Cette approche crée une obligation de rendre compte entre les gouvernements, mais plus important encore, elle crée une obligation de rendre compte envers le public et les patients. La création d’un modèle dans lequel les dollars du TCS sont axés sur l’amélioration d’indicateurs de la santé particuliers crée aussi une telle obligation – et tous les contribuables canadiens le méritent bien.
Par ailleurs, ce modèle permet aux provinces d’établir leurs propres priorités. Le Canada est un pays diversifié et les besoins en matière de soins de santé varient d’une province à l’autre. Les priorités du système de santé de l’Alberta en 2022 pourraient être bien différentes de celles du système de santé de la Nouvelle-Écosse.

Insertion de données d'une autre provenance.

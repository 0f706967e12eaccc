//! The [`PgTransport`] trait.
//!
//! A transport owns the whole byte stream, it is used for the startup phase before the
//! connection is handed over to the multiplexer.
use std::{
    io,
    task::{Context, Poll},
};

use crate::{
    Result,
    postgres::{BackendProtocol, FrontendProtocol, frontend},
};

/// A buffered stream which can send and receive postgres message.
pub trait PgTransport: Unpin {
    /// Poll to flush the underlying io.
    fn poll_flush(&mut self, cx: &mut Context) -> Poll<io::Result<()>>;

    /// Poll to receive a message.
    ///
    /// Implementor should handle `NoticeResponse` and should not return it.
    ///
    /// Implementor also should handle `ErrorResponse` and return it as [`Err`].
    fn poll_recv<B: BackendProtocol>(&mut self, cx: &mut Context) -> Poll<Result<B>>;

    /// Send message to the backend.
    ///
    /// Note that this send is buffered, caller must also call
    /// [`poll_flush`][1] or [`flush`][2] afterwards.
    ///
    /// [1]: PgTransport::poll_flush
    /// [2]: PgTransportExt::flush
    fn send<F: FrontendProtocol>(&mut self, message: F);

    /// Send [`Startup`][1] message to the backend.
    ///
    /// For historical reasons, the very first message sent by the client (the startup message)
    /// has no initial message-type byte.
    ///
    /// [1]: frontend::Startup
    fn send_startup(&mut self, startup: frontend::Startup);
}

impl<P> PgTransport for &mut P where P: PgTransport {
    fn poll_flush(&mut self, cx: &mut Context) -> Poll<io::Result<()>> {
        P::poll_flush(self, cx)
    }

    fn poll_recv<B: BackendProtocol>(&mut self, cx: &mut Context) -> Poll<Result<B>> {
        P::poll_recv(self, cx)
    }

    fn send<F: FrontendProtocol>(&mut self, message: F) {
        P::send(self, message);
    }

    fn send_startup(&mut self, startup: frontend::Startup) {
        P::send_startup(self, startup);
    }
}

/// An extension trait to provide `Future` API for [`PgTransport`].
pub trait PgTransportExt: PgTransport {
    /// Flush the underlying io.
    fn flush(&mut self) -> impl Future<Output = io::Result<()>> {
        std::future::poll_fn(|cx|self.poll_flush(cx))
    }

    /// Receive a backend message.
    fn recv<B: BackendProtocol>(&mut self) -> impl Future<Output = Result<B>> {
        std::future::poll_fn(|cx|self.poll_recv(cx))
    }
}

impl<T> PgTransportExt for T where T: PgTransport { }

En tant que membres du système de santé dans un sens large, nos organisations nationales – SoinsSantéCAN et HealthPRO – partagent un point de vue unique sur la relation entre le gouvernement fédéral et les gouvernements provinciaux et le débat en cours sur le financement de la santé. Parfois, une idée surgit du simple fait d’être dans une position qui permet d’observer la situation sous un angle différent. C’est ce qui se produit alors que nous voyons nos membres, partout au Canada, concilier la politique et le financement du gouvernement fédéral avec les réalités opérationnelles de la prestation des soins qui relève des provinces. Il est parfois frustrant de voir les gouvernements et les prestataires de soins de santé, qui souhaitent tous, au bout de compte, une vie meilleure et plus saine pour les Canadiens, peiner à faire concorder le transfert de fonds fédéraux pour les soins de santé avec des résultats améliorés que les Canadiens peuvent constater au quotidien.
Il semble que le gouvernement fédéral envisage un modèle de financement basé sur des résultats – il a indiqué dans son budget 2022 que toute conversation avec les provinces et les territoires sur le Transfert canadien en matière de santé devra porter sur « la production de meilleurs résultats en matière de soins de santé pour les Canadiens ». Ce que nous ignorons, c’est quand et comment ces conversations se tiendront.
Ce que nous savons par contre, c’est que la conversation politique actuelle ne fonctionne pas et alors que nous nous efforçons de sortir de la pandémie, nos partenaires fédéraux, provinciaux et territoriaux doivent travailler ensemble pour réparer notre système de santé avec la même approche concertée qu’ils ont adoptée pour lutter contre la COVID-19.
-30-
(Renato Discenza est président et chef de la direction de HealthPRO, qui gère les contrats d’approvisionnement en fournitures et en médicaments au nom de plus de 1 300 hôpitaux et organisations de soins de santé membres à la grandeur du Canada. Paul-Émile Cloutier est président et chef de la direction de SoinsSantéCAN, le porte-parole national des organisations de santé et des hôpitaux de la grandeur du Canada.)